WHAT TO PRODUCE:
Compute the number of lines in the following data that include the word "ConnectionTrait", and output that number alone.

MATERIAL PROVIDED:
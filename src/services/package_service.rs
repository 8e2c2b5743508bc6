use crate::entities::package_entity as packages;
use crate::error::{AppError, AppResult};
use crate::models::*;
use crate::services::records::{list_records, search_records};
use sea_orm::{ActiveModelTrait, ConnectionTrait, DatabaseConnection, EntityTrait};

/// Looks up the package a card or subscriber references by `typeid`.
pub async fn find_package<C: ConnectionTrait>(
    db: &C,
    type_id: &str,
) -> AppResult<packages::Model> {
    packages::Entity::find_by_id(type_id.to_string())
        .one(db)
        .await?
        .ok_or_else(|| AppError::PackageNotFound(format!("Package {type_id} does not exist")))
}

#[derive(Clone)]
pub struct PackageService {
    pool: DatabaseConnection,
}

impl PackageService {
    pub fn new(pool: DatabaseConnection) -> Self {
        Self { pool }
    }

    pub async fn get_by_type_id(&self, type_id: &str) -> AppResult<packages::Model> {
        find_package(&self.pool, type_id).await
    }

    pub async fn list(
        &self,
        params: &PaginationParams,
    ) -> AppResult<PaginatedResponse<packages::Model>> {
        list_records::<packages::Entity, _>(&self.pool, params, None).await
    }

    pub async fn search(&self, keyword: &str) -> AppResult<Vec<packages::Model>> {
        search_records::<packages::Entity, _>(&self.pool, keyword, None).await
    }

    pub async fn create(&self, form: PackageForm) -> AppResult<packages::Model> {
        form.validate()?;
        let type_id = form.type_id.trim().to_string();
        let model = form.into_active_model().insert(&self.pool).await.map_err(|e| {
            AppError::from_unique_violation(e, format!("Package {type_id} already exists"))
        })?;
        log::info!("Package created: TypeID={}", model.type_id);
        Ok(model)
    }

    /// Replaces the package stored under `type_id`; the key itself cannot change.
    pub async fn update(&self, type_id: &str, mut form: PackageForm) -> AppResult<packages::Model> {
        self.get_by_type_id(type_id).await?;
        form.type_id = type_id.to_string();
        form.validate()?;
        let model = form.into_active_model().update(&self.pool).await?;
        log::info!("Package updated: TypeID={type_id}");
        Ok(model)
    }

    pub async fn delete(&self, type_id: &str) -> AppResult<AffectedRows> {
        let res = packages::Entity::delete_by_id(type_id.to_string())
            .exec(&self.pool)
            .await?;
        log::info!(
            "Package delete TypeID={type_id}: {} row(s) removed",
            res.rows_affected
        );
        Ok(AffectedRows {
            affected: res.rows_affected,
        })
    }
}

#[cfg(test)]
mod tests {
    use super::*;
    use crate::database::test_pool;

    fn form(type_id: &str, months: i32) -> PackageForm {
        PackageForm {
            type_id: type_id.to_string(),
            bill_period: Some(months),
            ..Default::default()
        }
    }

    #[tokio::test]
    async fn test_get_by_type_id() {
        let service = PackageService::new(test_pool().await);
        service.create(form("P1", 1)).await.unwrap();

        let pkg = service.get_by_type_id("P1").await.unwrap();
        assert_eq!(pkg.bill_period, Some(1));
        assert!(matches!(
            service.get_by_type_id("P9").await,
            Err(AppError::PackageNotFound(_))
        ));
    }

    #[tokio::test]
    async fn test_duplicate_type_id_conflicts() {
        let service = PackageService::new(test_pool().await);
        service.create(form("P1", 1)).await.unwrap();
        assert!(matches!(
            service.create(form("P1", 3)).await,
            Err(AppError::Conflict(_))
        ));
    }

    #[tokio::test]
    async fn test_update_keeps_key_and_delete() {
        let service = PackageService::new(test_pool().await);
        service.create(form("P1", 1)).await.unwrap();

        let updated = service.update("P1", form("ignored", 6)).await.unwrap();
        assert_eq!(updated.type_id, "P1");
        assert_eq!(updated.bill_period, Some(6));

        assert_eq!(service.delete("P1").await.unwrap().affected, 1);
        assert_eq!(service.delete("P1").await.unwrap().affected, 0);
    }
}
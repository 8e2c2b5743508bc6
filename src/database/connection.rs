use crate::config::DatabaseConfig;
use crate::error::AppResult;
use migration::{Migrator, MigratorTrait};
use sea_orm::{ConnectOptions, Database, DatabaseConnection};
use std::time::Duration;

pub type DbPool = DatabaseConnection;

pub async fn create_pool(config: &DatabaseConfig) -> AppResult<DbPool> {
    let mut options = ConnectOptions::new(config.url.clone());
    options
        .max_connections(config.max_connections)
        .connect_timeout(Duration::from_secs(10))
        .sqlx_logging(false);

    let pool = Database::connect(options).await?;
    Ok(pool)
}

pub async fn run_migrations(pool: &DbPool) -> AppResult<()> {
    Migrator::up(pool, None).await?;
    Ok(())
}

/// In-memory SQLite database with every migration applied.
#[cfg(test)]
pub async fn test_pool() -> DbPool {
    let pool = Database::connect("sqlite::memory:").await.unwrap();
    run_migrations(&pool).await.unwrap();
    pool
}
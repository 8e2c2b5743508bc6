pub mod common;
pub mod lifecycle;
pub mod package;
pub mod pagination;
pub mod pending_card;
pub mod staff;
pub mod subscriber;

pub use common::*;
pub use lifecycle::*;
pub use package::*;
pub use pagination::*;
pub use pending_card::*;
pub use staff::*;
pub use subscriber::*;
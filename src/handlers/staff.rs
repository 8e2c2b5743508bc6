use crate::handlers::current_staff_id;
use crate::models::*;
use crate::services::AuthService;
use actix_web::{HttpRequest, HttpResponse, ResponseError, Result, web};
use serde_json::json;

#[utoipa::path(
    get,
    path = "/staff/me",
    tag = "staff",
    security(
        ("bearer_auth" = [])
    ),
    responses(
        (status = 200, description = "Current staff user", body = StaffResponse),
        (status = 401, description = "Unauthorized")
    )
)]
pub async fn get_me(auth_service: web::Data<AuthService>, req: HttpRequest) -> Result<HttpResponse> {
    let result = match current_staff_id(&req) {
        Ok(staff_id) => auth_service.get_staff(staff_id).await,
        Err(e) => Err(e),
    };
    match result {
        Ok(staff) => Ok(HttpResponse::Ok().json(json!({
            "success": true,
            "data": StaffResponse::from(staff)
        }))),
        Err(e) => Ok(e.error_response()),
    }
}

pub fn staff_config(cfg: &mut web::ServiceConfig) {
    cfg.service(web::scope("/staff").route("/me", web::get().to(get_me)));
}
//! Shell command execution.

use std::collections::HashMap;
use std::process::{Command, Stdio};
use std::time::{Duration, Instant};

/// Result of executing a shell command.
#[derive(Debug, Clone)]
pub struct CommandResult {
    /// Exit code (None if killed by signal).
    pub exit_code: Option<i32>,

    /// Standard output.
    pub stdout: String,

    /// Standard error.
    pub stderr: String,

    /// Execution duration.
    pub duration: Duration,

    /// Whether command succeeded (exit code 0).
    pub success: bool,
}

impl CommandResult {
    /// Create a success result.
    pub fn success(stdout: String, stderr: String, duration: Duration) -> Self {
        Self {
            exit_code: Some(0),
            stdout,
            stderr,
            duration,
            success: true,
        }
    }

    /// Create a failure result.
    pub fn failure(
        exit_code: Option<i32>,
        stdout: String,
        stderr: String,
        duration: Duration,
    ) -> Self {
        Self {
            exit_code,
            stdout,
            stderr,
            duration,
            success: false,
        }
    }

    /// The text shown on a fail line: trimmed stderr, falling back to
    /// trimmed stdout when stderr is empty. Linters commonly report on
    /// stdout only.
    pub fn error_text(&self) -> &str {
        let stderr = self.stderr.trim();
        if stderr.is_empty() {
            self.stdout.trim()
        } else {
            stderr
        }
    }
}

/// Options for command execution.
#[derive(Debug, Clone, Default)]
pub struct CommandOptions {
    /// Working directory.
    pub cwd: Option<std::path::PathBuf>,

    /// Environment variables (merged with system env).
    pub env: HashMap<String, String>,
}

/// Execute a shell command, capturing stdout and stderr.
///
/// Returns `Err` only when the shell itself cannot be spawned; a non-zero
/// exit is an `Ok` result with `success == false`.
pub fn execute(command: &str, options: &CommandOptions) -> std::io::Result<CommandResult> {
    let start = Instant::now();

    let shell = detect_shell();

    let mut cmd = Command::new(&shell);
    cmd.arg(shell_flag());
    cmd.arg(command);

    if let Some(cwd) = &options.cwd {
        cmd.current_dir(cwd);
    }

    for (key, value) in &options.env {
        cmd.env(key, value);
    }

    cmd.stdout(Stdio::piped());
    cmd.stderr(Stdio::piped());

    let output = cmd.output()?;
    let duration = start.elapsed();

    let stdout = String::from_utf8_lossy(&output.stdout).to_string();
    let stderr = String::from_utf8_lossy(&output.stderr).to_string();

    if output.status.success() {
        Ok(CommandResult::success(stdout, stderr, duration))
    } else {
        Ok(CommandResult::failure(
            output.status.code(),
            stdout,
            stderr,
            duration,
        ))
    }
}

/// Detect the current shell.
fn detect_shell() -> String {
    if cfg!(target_os = "windows") {
        std::env::var("COMSPEC").unwrap_or_else(|_| "cmd.exe".to_string())
    } else {
        std::env::var("SHELL").unwrap_or_else(|_| "/bin/sh".to_string())
    }
}

/// Get the flag to pass commands to the shell.
///
/// Uses `-c` on Unix: check commands reference tools on PATH, and a
/// non-interactive shell avoids `bash: cannot set terminal process group`
/// errors when civet itself runs under CI without a TTY.
fn shell_flag() -> &'static str {
    if cfg!(target_os = "windows") {
        "/C"
    } else {
        "-c"
    }
}
//! civet CLI entry point.

use std::process::ExitCode;

use civet::cli::{Cli, CommandDispatcher};
use civet::shell::is_ci;
use civet::ui::{OutputMode, Reporter};
use clap::Parser;
use tracing_subscriber::{fmt, prelude::*, EnvFilter};

/// Initialize the tracing subscriber for logging.
///
/// Log level is controlled by:
/// 1. `--debug` flag sets level to DEBUG
/// 2. `RUST_LOG` environment variable (if set)
/// 3. Default is INFO
fn init_tracing(debug: bool) {
    let filter = if debug {
        EnvFilter::new("civet=debug")
    } else {
        EnvFilter::try_from_default_env().unwrap_or_else(|_| EnvFilter::new("civet=info"))
    };

    tracing_subscriber::registry()
        .with(fmt::layer().with_target(false).with_writer(std::io::stderr))
        .with(filter)
        .init();
}

fn main() -> ExitCode {
    let cli = Cli::parse();
    init_tracing(cli.debug);

    tracing::debug!("civet starting with args: {:?}", cli);

    // Determine output mode
    let output_mode = if cli.quiet {
        OutputMode::Quiet
    } else if cli.verbose {
        OutputMode::Verbose
    } else {
        OutputMode::Normal
    };

    // Handle --no-color
    if cli.no_color {
        std::env::set_var("NO_COLOR", "1");
    }

    // Determine project root
    let project_root = cli
        .project
        .as_ref()
        .cloned()
        .unwrap_or_else(|| std::env::current_dir().unwrap_or_default());

    // CI logs get the bracketed plain format even when a TTY is attached.
    let reporter = if is_ci() {
        Reporter::plain(output_mode)
    } else {
        Reporter::new(output_mode)
    };
    let dispatcher = CommandDispatcher::new(project_root);

    match dispatcher.dispatch(&cli, &reporter) {
        Ok(result) => ExitCode::from(result.exit_code as u8),
        Err(e) => {
            reporter.error(&format!("Error: {}", e));
            ExitCode::from(2)
        }
    }
}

FINAL ANSWER:
2